After World War II, Congress enacted laws transferring some of the power to tariff to the executive branch. These include the Trade Expansion Act of 1962, the Trade Act of 1974, and the International Emergency Economic Powers Act of 1977. 

Read more about the legislation around tariff authority in Center Forward’s Basic.

Current Tariff Coverage


Additional Tariff Resources


Why is there a labor shortage?

A labor shortage is a critical issue that has had far-reaching effects on everyday Americans, magnified by the challenges brought about by the COVID-19 pandemic, which led to widespread layoffs in some sectors while also causing a reevaluation of work-life priorities for many individuals. The pandemic had a significant impact, but the problem was looming even before.

The U.S. was already on the precipice of a labor shortage due to a combination of factors. An aging population is gradually retiring, removing labor from the workforce without the amount of new talent to replace them. Furthermore, the skills required in today’s job market are evolving rapidly, and some workers may not possess the necessary qualifications, leading to a mismatch between available jobs and the workforce. In the next decade, it is possible industries will not have enough workers to meet the demand for their services.

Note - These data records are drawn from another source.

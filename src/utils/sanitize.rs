/// Renders gateway form fields for logging with sensitive values masked.
pub fn mask_fields<K: AsRef<str>>(fields: &[(K, String)]) -> String {
    fields
        .iter()
        .map(|(key, value)| {
            let key = key.as_ref();
            if is_sensitive_field(key) {
                format!("{}={}", key, mask_value(value))
            } else {
                format!("{}={}", key, value)
            }
        })
        .collect::<Vec<_>>()
        .join("&")
}

fn is_sensitive_field(key: &str) -> bool {
    matches!(
        key.to_uppercase().as_str(),
        "ACCOUNT_NBR" | "CVV2" | "MAC" | "BRIC" | "ORIG_AUTH_GUID" | "AUTH_GUID" | "ROUTING_NBR"
    )
}

fn mask_value(value: &str) -> String {
    if value.len() > 8 && value.is_ascii() {
        format!("{}****{}", &value[..2], &value[value.len() - 4..])
    } else {
        "****".to_string()
    }
}

#[cfg(test)]
mod tests {
    use super::*;

    #[test]
    fn test_masks_account_number() {
        let fields = vec![
            ("ACCOUNT_NBR", "4111111111111111".to_string()),
            ("AMOUNT", "10.00".to_string()),
        ];

        let rendered = mask_fields(&fields);
        assert_eq!(rendered, "ACCOUNT_NBR=41****1111&AMOUNT=10.00");
    }

    #[test]
    fn test_short_secrets_fully_masked() {
        let fields = vec![("CVV2", "123".to_string())];
        assert_eq!(mask_fields(&fields), "CVV2=****");
    }

    #[test]
    fn test_response_fields_are_masked_case_insensitively() {
        let fields = vec![("auth_guid".to_string(), "0A1B2C3D4E5F6G7H".to_string())];
        assert!(!mask_fields(&fields).contains("0A1B2C3D4E5F6G7H"));
    }
}
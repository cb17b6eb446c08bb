//! Tokenization: exchanging raw card or bank data for a payment method on file.

use tokio_util::sync::CancellationToken;
use uuid::Uuid;

use super::{draft_transaction, MethodDraft, PaymentOrchestrator, Plan, RootStart};
use crate::domain::{PaymentMethod, PaymentType, Transaction, TransactionType};
use crate::error::PaymentError;
use crate::gateway::{
    BankAccountDetails, CardDetails, GatewayOperation, GatewaySource, OperationKind,
};
use crate::validation::{validate_bank_account, validate_card, validate_token};

const TOKENIZE_CURRENCY: &str = "USD";

#[derive(Debug, Clone)]
pub enum TokenizeSource {
    Card(CardDetails),
    /// Hosted-capture token to be stored.
    Token(String),
    /// Stored unverified; a pre-note is sent to verify it.
    BankAccount(BankAccountDetails),
}

#[derive(Debug, Clone)]
pub struct TokenizeRequest {
    pub merchant_id: Uuid,
    pub customer_id: Option<Uuid>,
    pub source: TokenizeSource,
    pub idempotency_key: String,
}

#[derive(Debug, Clone)]
pub struct TokenizeOutcome {
    pub transaction: Transaction,
    /// Present only when the gateway approved and returned a token.
    pub payment_method: Option<PaymentMethod>,
}

impl PaymentOrchestrator {
    /// Stores a card or bank account with the gateway. Cards come back
    /// verified; bank accounts stay unverified until the pre-note result is
    /// recorded with [`Self::record_verification`].
    pub async fn tokenize(
        &self,
        request: TokenizeRequest,
        cancel: &CancellationToken,
    ) -> Result<TokenizeOutcome, PaymentError> {
        let now = self.clock.now();
        let (transaction_type, kind, source, draft) = match request.source {
            TokenizeSource::Card(card) => {
                validate_card(&card, now)?;
                let draft = MethodDraft {
                    payment_type: PaymentType::Card,
                    last_four: Some(card.last_four()),
                    is_verified: true,
                };
                (
                    TransactionType::Storage,
                    OperationKind::Tokenize,
                    GatewaySource::Card(card),
                    draft,
                )
            }
            TokenizeSource::Token(token) => {
                validate_token("token", &token)?;
                let draft = MethodDraft {
                    payment_type: PaymentType::Card,
                    last_four: None,
                    is_verified: true,
                };
                (
                    TransactionType::Storage,
                    OperationKind::Tokenize,
                    GatewaySource::Token(token),
                    draft,
                )
            }
            TokenizeSource::BankAccount(account) => {
                validate_bank_account(&account)?;
                let draft = MethodDraft {
                    payment_type: PaymentType::Ach,
                    last_four: Some(account.last_four()),
                    is_verified: false,
                };
                (
                    TransactionType::PreNote,
                    OperationKind::AchPreNote,
                    GatewaySource::BankAccount(account),
                    draft,
                )
            }
        };

        let (id, in_flight) = match self
            .begin_root(request.merchant_id, &request.idempotency_key, transaction_type, 0)
            .await?
        {
            RootStart::Replayed(transaction, payment_method) => {
                return Ok(TokenizeOutcome {
                    transaction,
                    payment_method,
                })
            }
            RootStart::Fresh { id, in_flight } => (id, in_flight),
        };

        let transaction = draft_transaction(
            id,
            None,
            request.merchant_id,
            request.customer_id,
            None,
            transaction_type,
            draft.payment_type,
            0,
            TOKENIZE_CURRENCY,
            &request.idempotency_key,
            now,
        );
        let plan = Plan {
            gateway_op: GatewayOperation {
                kind,
                merchant_id: request.merchant_id,
                amount_cents: 0,
                tran_nbr: transaction.gateway_tran_nbr.clone(),
                source,
            },
            transaction,
            root_id: id,
            expected_version: None,
            rule: None,
            touch_payment_method: None,
            new_method: Some(draft),
        };

        let (transaction, payment_method) = self.finish_root(plan, in_flight, cancel).await?;
        if let Some(method) = &payment_method {
            tracing::info!(
                payment_method_id = %method.id,
                payment_type = %method.payment_type,
                verified = method.is_verified,
                "Payment method stored"
            );
        }
        Ok(TokenizeOutcome {
            transaction,
            payment_method,
        })
    }
}
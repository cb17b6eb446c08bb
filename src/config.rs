use anyhow::Context;
use dotenvy::dotenv;
use std::env;
use std::str::FromStr;
use std::time::Duration;

#[derive(Debug, Clone)]
pub struct Config {
    pub database_url: String,
    pub gateway: GatewayConfig,
    pub credential_cache_ttl: Duration,
    pub max_conflict_retries: u32,
    pub vault: Option<VaultConfig>,
}

#[derive(Debug, Clone)]
pub struct GatewayConfig {
    pub url: String,
    pub connect_timeout: Duration,
    pub request_timeout: Duration,
    pub pool_idle_timeout: Duration,
    pub pool_max_idle_per_host: usize,
    pub max_retries: u32,
    pub backoff_base: Duration,
    pub backoff_max: Duration,
    pub breaker_failure_threshold: u32,
    pub breaker_reset: Duration,
}

impl GatewayConfig {
    /// Defaults suitable for tests and local runs against `url`.
    pub fn with_url(url: impl Into<String>) -> Self {
        Self {
            url: url.into(),
            connect_timeout: Duration::from_secs(5),
            request_timeout: Duration::from_secs(30),
            pool_idle_timeout: Duration::from_secs(90),
            pool_max_idle_per_host: 16,
            max_retries: 3,
            backoff_base: Duration::from_millis(200),
            backoff_max: Duration::from_secs(5),
            breaker_failure_threshold: 5,
            breaker_reset: Duration::from_secs(30),
        }
    }

    pub fn validate(&self) -> anyhow::Result<()> {
        if self.backoff_base.is_zero() || self.backoff_base > self.backoff_max {
            anyhow::bail!(
                "GATEWAY_BACKOFF_BASE_MS must be positive and not exceed GATEWAY_BACKOFF_MAX_MS"
            );
        }
        // The breaker's reset backoff has whole-second resolution.
        if self.breaker_reset < Duration::from_secs(1) {
            anyhow::bail!("GATEWAY_BREAKER_RESET_SECS must be at least 1");
        }
        Ok(())
    }
}

#[derive(Clone)]
pub struct VaultConfig {
    pub addr: String,
    pub role_id: String,
    pub secret_id: String,
    pub auth_mount: String,
    pub kv_mount: String,
}

impl std::fmt::Debug for VaultConfig {
    fn fmt(&self, f: &mut std::fmt::Formatter<'_>) -> std::fmt::Result {
        f.debug_struct("VaultConfig")
            .field("addr", &self.addr)
            .field("role_id", &self.role_id)
            .field("secret_id", &"****")
            .field("auth_mount", &self.auth_mount)
            .field("kv_mount", &self.kv_mount)
            .finish()
    }
}

impl Config {
    pub fn from_env() -> anyhow::Result<Self> {
        dotenv().ok(); // Load .env file if present

        let gateway_url = env::var("GATEWAY_URL").context("GATEWAY_URL is required")?;
        url::Url::parse(&gateway_url).context("GATEWAY_URL is not a valid URL")?;

        let gateway = GatewayConfig {
            url: gateway_url,
            connect_timeout: Duration::from_millis(parse_or("GATEWAY_CONNECT_TIMEOUT_MS", 5_000)?),
            request_timeout: Duration::from_millis(parse_or("GATEWAY_REQUEST_TIMEOUT_MS", 30_000)?),
            pool_idle_timeout: Duration::from_secs(parse_or("GATEWAY_POOL_IDLE_TIMEOUT_SECS", 90)?),
            pool_max_idle_per_host: parse_or("GATEWAY_POOL_MAX_IDLE_PER_HOST", 16)?,
            max_retries: parse_or("GATEWAY_MAX_RETRIES", 3)?,
            backoff_base: Duration::from_millis(parse_or("GATEWAY_BACKOFF_BASE_MS", 200)?),
            backoff_max: Duration::from_millis(parse_or("GATEWAY_BACKOFF_MAX_MS", 5_000)?),
            breaker_failure_threshold: parse_or("GATEWAY_BREAKER_THRESHOLD", 5)?,
            breaker_reset: Duration::from_secs(parse_or("GATEWAY_BREAKER_RESET_SECS", 30)?),
        };

        gateway.validate()?;

        let vault = match env::var("VAULT_ROLE_ID") {
            Ok(role_id) => Some(VaultConfig {
                addr: env::var("VAULT_ADDR")
                    .unwrap_or_else(|_| "http://127.0.0.1:8200".to_string()),
                role_id,
                secret_id: env::var("VAULT_SECRET_ID")
                    .context("VAULT_SECRET_ID is required when VAULT_ROLE_ID is set")?,
                auth_mount: env::var("VAULT_AUTH_MOUNT").unwrap_or_else(|_| "approle".to_string()),
                kv_mount: env::var("VAULT_KV_MOUNT").unwrap_or_else(|_| "secret".to_string()),
            }),
            Err(_) => None,
        };

        Ok(Config {
            database_url: env::var("DATABASE_URL").context("DATABASE_URL is required")?,
            gateway,
            credential_cache_ttl: Duration::from_secs(parse_or("CREDENTIAL_CACHE_TTL_SECS", 300)?),
            max_conflict_retries: parse_or("MAX_CONFLICT_RETRIES", 3)?,
            vault,
        })
    }
}

fn parse_or<T>(key: &str, default: T) -> anyhow::Result<T>
where
    T: FromStr,
    T::Err: std::error::Error + Send + Sync + 'static,
{
    match env::var(key) {
        Ok(raw) => raw
            .trim()
            .parse()
            .with_context(|| format!("{} has an invalid value: {}", key, raw)),
        Err(_) => Ok(default),
    }
}

#[cfg(test)]
mod tests {
    use super::*;

    #[test]
    fn test_parse_or_falls_back_to_default() {
        let value: u32 = parse_or("PAYGATE_TEST_UNSET_VARIABLE", 7).unwrap();
        assert_eq!(value, 7);
    }

    #[test]
    fn test_parse_or_rejects_garbage() {
        env::set_var("PAYGATE_TEST_BAD_NUMBER", "seven");
        let result: anyhow::Result<u32> = parse_or("PAYGATE_TEST_BAD_NUMBER", 7);
        assert!(result.is_err());
        env::remove_var("PAYGATE_TEST_BAD_NUMBER");
    }

    #[test]
    fn test_gateway_config_validation() {
        let config = GatewayConfig::with_url("http://127.0.0.1:1/");
        assert!(config.validate().is_ok());

        let zero_reset = GatewayConfig {
            breaker_reset: Duration::ZERO,
            ..config.clone()
        };
        assert!(zero_reset.validate().is_err());

        let inverted = GatewayConfig {
            backoff_base: Duration::from_secs(10),
            ..config
        };
        assert!(inverted.validate().is_err());
    }

    #[test]
    fn test_vault_config_debug_masks_secret_id() {
        let vault = VaultConfig {
            addr: "http://127.0.0.1:8200".to_string(),
            role_id: "role".to_string(),
            secret_id: "hunter2".to_string(),
            auth_mount: "approle".to_string(),
            kv_mount: "secret".to_string(),
        };
        assert!(!format!("{:?}", vault).contains("hunter2"));
    }
}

The industries hit the hardest include manufacturing, leisure and hospitality industries, and food service. Shortages have broad implications; they lead to reduced contributions to Social Security, impacting retirement plans, and raise the prices of goods and services as industries struggle to find workers.

Additional Labor Shortage Resources


What makes up the national debt?

The national debt is a financial burden that holds significant implications for everyday Americans. Each year, the federal government earns and spends substantial amounts of money, and when expenditures exceed revenues, a deficit is created. Over time, these deficits accumulate to form the national debt. There are two major categories of federal debt: debt held by the public and intragovernmental holdings. Debt held by the public is any debt not attributed to the federal government. This means debt held by individuals, businesses, and state and local governments is considered to be held by the public. Intragovernmental debt is the debt the federal government and its agencies hold.

Increased spending provides for programs such as Social Security, Medicare and Medicaid, unemployment and disability benefits, and the national defense. When the government borrows money to support these programs, that debt gets added to the national debt. As the debt continues to grow, so does the amount of interest the government must pay.

 

Government spending helps support many Americans, but budget deficits have resulted in a national debt affecting all corners of the economy. Managing the national debt is a task that transcends generations, requiring pragmatic fiscal policy to safeguard the financial well-being of the American people.